Closed. This question is opinion-based. It is not currently accepting answers.
Want to improve this question? Update the question so it can be answered with facts and citations by editing this post.
Closed 1 year ago.
Improve this question
As they say, your learn coding techniques from others' code. I've been trying to understand couple of free stacks and they all have one thing in common: Structure of function pointers. I've following of questions related to this architecture.
Is there any specific reason behind such an architecture?

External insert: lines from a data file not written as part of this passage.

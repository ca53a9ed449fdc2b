//! End-to-end pipeline run: load, restyle, save.

use std::collections::BTreeSet;
use std::fs;
use std::time::Instant;

use anyhow::{Context, Result};
use tracing::info;

use crate::core::cli::CliArgs;
use crate::core::settings::Settings;
use crate::font_source::apply_naming;
use crate::pipeline::FontProcessor;

/// Run the whole pipeline for one invocation.
pub fn run(args: CliArgs) -> Result<()> {
    let settings = match &args.config {
        Some(path) => Settings::load(path)?,
        None => Settings::default(),
    };

    let mut processor = FontProcessor::load(&args.input)?;
    let subset = resolve_subset(&args, &processor)?;
    let naming = args.naming(&settings);
    apply_naming(processor.font_mut(), &naming);

    let options = args.process_options(&settings, subset);
    let started = Instant::now();
    let report = processor.process(&options)?;
    info!(
        targets = report.targets,
        processed = report.processed,
        failed = report.failures.len(),
        elapsed = ?started.elapsed(),
        "processing finished"
    );

    let output = args.output_path(&naming);
    processor.save(&output)?;
    Ok(())
}

/// Union of every subset source: explicit glyph names plus the glyphs
/// mapped from subset characters. Empty means no subset.
fn resolve_subset(args: &CliArgs, processor: &FontProcessor) -> Result<Option<BTreeSet<String>>> {
    let mut names: BTreeSet<String> = BTreeSet::new();
    if let Some(list) = &args.subset_glyphs {
        names.extend(
            list.split(',')
                .map(str::trim)
                .filter(|name| !name.is_empty())
                .map(String::from),
        );
    }

    let mut text = args.subset.clone().unwrap_or_default();
    if let Some(path) = &args.subset_file {
        let contents = fs::read_to_string(path)
            .with_context(|| format!("failed to read subset file {}", path.display()))?;
        text.push_str(&contents);
    }
    if !text.is_empty() {
        names.extend(processor.names_for_text(&text));
    }

    Ok(if names.is_empty() { None } else { Some(names) })
}
//! Pipeline error taxonomy
//!
//! Structural violations fail a glyph loudly with enough context to
//! decide whether to abort the batch; geometry edge cases are recovered
//! inside the operators and logged, never surfaced here.

use thiserror::Error;

/// Failure while transforming a single glyph's outline data.
#[derive(Debug, Error)]
pub enum EffectError {
    /// The contour's on-curve/off-curve sequence cannot be classified
    /// into segments. A corrupted outline must not reach the compiled
    /// output, so this aborts the glyph instead of guessing.
    #[error("malformed contour: {0}")]
    MalformedContour(String),
}

/// Failure of one unit of pipeline work, keyed by glyph name.
#[derive(Debug, Error)]
pub enum ProcessError {
    /// A worker's transformation of one glyph failed. The glyph is
    /// never partially written back.
    #[error("glyph '{glyph}': {source}")]
    Worker {
        glyph: String,
        #[source]
        source: EffectError,
    },
}

impl ProcessError {
    /// The glyph the failing unit was processing.
    pub fn glyph(&self) -> &str {
        match self {
            ProcessError::Worker { glyph, .. } => glyph,
        }
    }
}
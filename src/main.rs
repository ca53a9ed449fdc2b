//! A CJK glyph outline restyler for UFO font sources.

use clap::Parser;
use kadomaru::core::cli::CliArgs;

fn main() {
    kadomaru::logging::init();
    let args = CliArgs::parse();
    if let Err(message) = args.validate() {
        eprintln!("error: {message}");
        std::process::exit(2);
    }
    if let Err(error) = kadomaru::run(args) {
        eprintln!("error: {error:#}");
        std::process::exit(1);
    }
}
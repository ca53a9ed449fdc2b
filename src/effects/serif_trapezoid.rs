//! Serif trapezoid conversion (experimental)
//!
//! Serif tips drawn as curve apexes become trapezoids: the apex is
//! split into two line points forming a flat top. Outer
//! (counter-clockwise) contours only. The split leaves the preceding
//! off-curve control pointing at a line anchor, which the normalizer
//! repairs downstream.

use kurbo::Vec2;

use crate::core::errors::EffectError;
use crate::effects::GlyphEffect;
use crate::font_source::{GlyphSnapshot, PointData, PointType};

/// Apex-to-line distances in this range read as a serif tip.
const MIN_TIP_SPAN: f64 = 30.0;
const MAX_TIP_SPAN: f64 = 200.0;
/// Base width the flat-top ratio scales against.
const BASE_WIDTH: f64 = 50.0;

pub struct SerifTrapezoid {
    /// Flat-top width as a ratio of the base width
    flat_ratio: f64,
}

impl SerifTrapezoid {
    pub fn new(flat_ratio: f64) -> Self {
        Self { flat_ratio }
    }

    /// A serif apex is a curve anchor fed by a control point whose
    /// following line segment heads down-left over a tip-sized span.
    fn is_serif_apex(p_prev: &PointData, p: &PointData, p_next: &PointData) -> bool {
        if p.typ != PointType::Curve
            || p_next.typ != PointType::Line
            || p_prev.typ != PointType::OffCurve
        {
            return false;
        }
        let span = Vec2::new(p_next.x - p.x, p_next.y - p.y);
        let dist = span.hypot();
        dist > MIN_TIP_SPAN && dist < MAX_TIP_SPAN && span.x < 0.0 && span.y < 0.0
    }
}

impl Default for SerifTrapezoid {
    fn default() -> Self {
        Self::new(0.15)
    }
}

impl GlyphEffect for SerifTrapezoid {
    fn name(&self) -> &'static str {
        "serif-trapezoid"
    }

    fn apply(&self, mut glyph: GlyphSnapshot) -> Result<GlyphSnapshot, EffectError> {
        for contour in &mut glyph.contours {
            let n = contour.points.len();
            if n < 5 || contour.clockwise {
                continue;
            }

            let old = std::mem::take(&mut contour.points);
            let mut out = Vec::with_capacity(n + 4);
            for i in 0..n {
                let p_prev = &old[(i + n - 1) % n];
                let p = &old[i];
                let p_next = &old[(i + 1) % n];

                if Self::is_serif_apex(p_prev, p, p_next) {
                    let width = self.flat_ratio * BASE_WIDTH;
                    out.push(PointData::line(p.x - width * 0.3, p.y - width * 0.5));
                    out.push(PointData::line(p.x + width * 0.3, p.y - width * 0.5));
                } else {
                    out.push(*p);
                }
            }
            contour.points = out;
        }
        Ok(glyph)
    }
}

Does function call via function pointer help in any optimization?
Example:
void do_Command1(void)
{
// Do something
}
void do_Command2(void)
{
// Do something
}
Option 1: Direct execution of above functions
void do_Func(void)
{
do_Command1();
do_Command2();
}
Option 2: Indirect execution of above functions via function pointers
// Create structure for function pointers
typedef struct
{
void (*pDo_Command1)(void);
void (*pDo_Command2)(void);
}EXECUTE_FUNC_STRUCT;
// Update structure instance with functions address
EXECUTE_FUNC_STRUCT ExecFunc = {
do_Command1,
do_Command2,
};
void do_Func(void)
{
EXECUTE_FUNC_STRUCT *pExecFunc; // Create structure pointer
pExecFun = &ExecFunc; // Assign structure instance address to the structure pointer
pExecFun->pDo_Command1(); // Execute command 1 function via structure pointer
pExecFun->pDo_Command2(); // Execute command 2 function via structure pointer
}
While Option 1 is easy to understand and implement, why do we need to use Option 2?
While Option 1 is easy to understand and implement, why do we need to use Option 2?
Option 1 doesn't allow you to change the behavior without changing the code - it will always execute the same functions in the same order every time the program is executed. Which, sometimes, is the right answer.
Option 2 gives you the flexibility to execute different functions, or to execute do_Command2 before do_Command1, based decisions at runtime (say after reading a configuration file, or based on the result of another operation, etc.).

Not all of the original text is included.